- _Work to complete_
Since the entries below must stay intact, return each one exactly.

- _Source information_
═══

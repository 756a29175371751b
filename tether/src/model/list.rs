//! Selectable list state and the list model operations.

use super::{ListModel, ListenerId, Model};

/// Items plus the indices selected among them.
///
/// `selected` is kept sorted, free of duplicates and within range of
/// `items`. Two states are equal when their items compare equal by value
/// and the same indices are selected.
#[derive(Debug, Clone, PartialEq)]
pub struct ListState<T> {
    items: Vec<T>,
    selected: Vec<usize>,
}

impl<T> ListState<T> {
    /// Create a state with the given items and nothing selected.
    pub fn new(items: Vec<T>) -> Self {
        Self {
            items,
            selected: Vec::new(),
        }
    }

    /// The items in display order.
    pub fn items(&self) -> &[T] {
        &self.items
    }

    /// Selected indices, ascending.
    pub fn selected(&self) -> &[usize] {
        &self.selected
    }

    /// The selected index when exactly one item is selected.
    pub fn selected_index(&self) -> Option<usize> {
        match self.selected.as_slice() {
            [index] => Some(*index),
            _ => None,
        }
    }

    /// The item at [`ListState::selected_index`].
    pub fn selected_item(&self) -> Option<&T> {
        self.selected_index().and_then(|index| self.items.get(index))
    }

    /// Every selected item, in item order.
    pub fn selected_items(&self) -> Vec<&T> {
        self.selected
            .iter()
            .filter_map(|&index| self.items.get(index))
            .collect()
    }

    /// Replace the items, dropping selected indices that fall out of range.
    pub fn set_items(&mut self, items: Vec<T>) {
        self.items = items;
        let len = self.items.len();
        self.selected.retain(|&index| index < len);
    }

    /// Append one item.
    pub fn push(&mut self, item: T) {
        self.items.push(item);
    }

    /// Select one index, or clear the selection with `None`.
    ///
    /// An out of range index clears the selection.
    pub fn select(&mut self, index: Option<usize>) {
        self.selected.clear();
        if let Some(index) = index.filter(|&index| index < self.items.len()) {
            self.selected.push(index);
        }
    }

    /// Select several indices. Out of range and duplicate entries are dropped.
    pub fn select_all(&mut self, indices: impl IntoIterator<Item = usize>) {
        let len = self.items.len();
        let mut selected: Vec<usize> = indices.into_iter().filter(|&index| index < len).collect();
        selected.sort_unstable();
        selected.dedup();
        self.selected = selected;
    }
}

impl<T: PartialEq> ListState<T> {
    /// Index of the first item equal to `item`.
    pub fn position(&self, item: &T) -> Option<usize> {
        self.items.iter().position(|candidate| candidate == item)
    }
}

impl<T> Default for ListState<T> {
    fn default() -> Self {
        Self::new(Vec::new())
    }
}

impl<T: Clone + PartialEq> ListModel<T> {
    /// Create a list model with nothing selected.
    pub fn with_items(items: Vec<T>) -> Self {
        Model::new(ListState::new(items))
    }

    /// Get a copy of the items.
    pub fn items(&self) -> Vec<T> {
        self.with(|state| state.items.clone())
    }

    /// Replace the items. Notifies only when they differ by value.
    pub fn set_items(&self, items: Vec<T>, source: Option<ListenerId>) -> bool {
        self.update(source, |state| state.set_items(items))
    }

    /// Append one item.
    pub fn add_item(&self, item: T, source: Option<ListenerId>) -> bool {
        self.update(source, |state| state.push(item))
    }

    /// The selected index when exactly one item is selected.
    pub fn selected_index(&self) -> Option<usize> {
        self.with(ListState::selected_index)
    }

    /// Selected indices, ascending.
    pub fn selected_indices(&self) -> Vec<usize> {
        self.with(|state| state.selected.clone())
    }

    /// Select one index or clear the selection.
    pub fn set_selected_index(&self, index: Option<usize>, source: Option<ListenerId>) -> bool {
        self.update(source, |state| state.select(index))
    }

    /// Select several indices.
    pub fn set_selected_indices(&self, indices: Vec<usize>, source: Option<ListenerId>) -> bool {
        self.update(source, |state| state.select_all(indices))
    }

    /// The single selected item.
    pub fn selected_item(&self) -> Option<T> {
        self.with(|state| state.selected_item().cloned())
    }

    /// Select the first item equal to `item`; `None` clears the selection.
    ///
    /// An item that is not in the list clears the selection as well.
    pub fn set_selected_item(&self, item: Option<&T>, source: Option<ListenerId>) -> bool {
        self.update(source, |state| {
            let index = item.and_then(|item| state.position(item));
            state.select(index);
        })
    }

    /// Every selected item.
    pub fn selected_items(&self) -> Vec<T> {
        self.with(|state| state.selected_items().into_iter().cloned().collect())
    }
}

═══

- _Result below_
repository 756a29175371751b
filename tether/src/model/list.rs
//! Selectable list state and the list model operations.

use super::{ListModel, ListenerId, Model};

/// Items plus the indices selected among them.
///
/// `selected` is kept sorted, free of duplicates and within range of
/// `items`. Two states are equal when their items compare equal by value
/// and the same indices are selected.
#[derive(Debug, Clone, PartialEq)]
pub struct ListState<T> {
    items: Vec<T>,
    selected: Vec<usize>,
}

impl<T> ListState<T> {
    /// Create a state with the given items and nothing selected.
    pub fn new(items: Vec<T>) -> Self {
        Self {
            items,
            selected: Vec::new(),
        }
    }

    /// The items in display order.
    pub fn items(&self) -> &[T] {
        &self.items
    }

    /// Selected indices, ascending.
    pub fn selected(&self) -> &[usize] {
        &self.selected
    }

    /// The selected index when exactly one item is selected.
    pub fn selected_index(&self) -> Option<usize> {
        match self.selected.as_slice() {
            [index] => Some(*index),
            _ => None,
        }
    }

    /// The item at [`ListState::selected_index`].
    pub fn selected_item(&self) -> Option<&T> {
        self.selected_index().and_then(|index| self.items.get(index))
    }

    /// Every selected item, in item order.
    pub fn selected_items(&self) -> Vec<&T> {
        self.selected
            .iter()
            .filter_map(|&index| self.items.get(index))
            .collect()
    }

    /// Replace the items, dropping selected indices that fall out of range.
    pub fn set_items(&mut self, items: Vec<T>) {
        self.items = items;
        let len = self.items.len();
        self.selected.retain(|&index| index < len);
    }

    /// Append one item.
    pub fn push(&mut self, item: T) {
        self.items.push(item);
    }

    /// Select one index, or clear the selection with `None`.
    ///
    /// An out of range index clears the selection.
    pub fn select(&mut self, index: Option<usize>) {
        self.selected.clear();
        if let Some(index) = index.filter(|&index| index < self.items.len()) {
            self.selected.push(index);
        }
    }

    /// Select several indices. Out of range and duplicate entries are dropped.
    pub fn select_all(&mut self, indices: impl IntoIterator<Item = usize>) {
        let len = self.items.len();
        let mut selected: Vec<usize> = indices.into_iter().filter(|&index| index < len).collect();
        selected.sort_unstable();
        selected.dedup();
        self.selected = selected;
    }
}

impl<T: PartialEq> ListState<T> {
    /// Index of the first item equal to `item`.
    pub fn position(&self, item: &T) -> Option<usize> {
        self.items.iter().position(|candidate| candidate == item)
    }
}

impl<T> Default for ListState<T> {
    fn default() -> Self {
        Self::new(Vec::new())
    }
}

impl<T: Clone + PartialEq> ListModel<T> {
    /// Create a list model with nothing selected.
    pub fn with_items(items: Vec<T>) -> Self {
        Model::new(ListState::new(items))
    }

    /// Get a copy of the items.
    pub fn items(&self) -> Vec<T> {
        self.with(|state| state.items.clone())
    }

    /// Replace the items. Notifies only when they differ by value.
    pub fn set_items(&self, items: Vec<T>, source: Option<ListenerId>) -> bool {
        self.update(source, |state| state.set_items(items))
    }

    /// Append one item.
    pub fn add_item(&self, item: T, source: Option<ListenerId>) -> bool {
        self.update(source, |state| state.push(item))
    }

    /// The selected index when exactly one item is selected.
    pub fn selected_index(&self) -> Option<usize> {
        self.with(ListState::selected_index)
    }

    /// Selected indices, ascending.
    pub fn selected_indices(&self) -> Vec<usize> {
        self.with(|state| state.selected.clone())
    }

    /// Select one index or clear the selection.
    pub fn set_selected_index(&self, index: Option<usize>, source: Option<ListenerId>) -> bool {
        self.update(source, |state| state.select(index))
    }

    /// Select several indices.
    pub fn set_selected_indices(&self, indices: Vec<usize>, source: Option<ListenerId>) -> bool {
        self.update(source, |state| state.select_all(indices))
    }

    /// The single selected item.
    pub fn selected_item(&self) -> Option<T> {
        self.with(|state| state.selected_item().cloned())
    }

    /// Select the first item equal to `item`; `None` clears the selection.
    ///
    /// An item that is not in the list clears the selection as well.
    pub fn set_selected_item(&self, item: Option<&T>, source: Option<ListenerId>) -> bool {
        self.update(source, |state| {
            let index = item.and_then(|item| state.position(item));
            state.select(index);
        })
    }

    /// Every selected item.
    pub fn selected_items(&self) -> Vec<T> {
        self.with(|state| state.selected_items().into_iter().cloned().collect())
    }
}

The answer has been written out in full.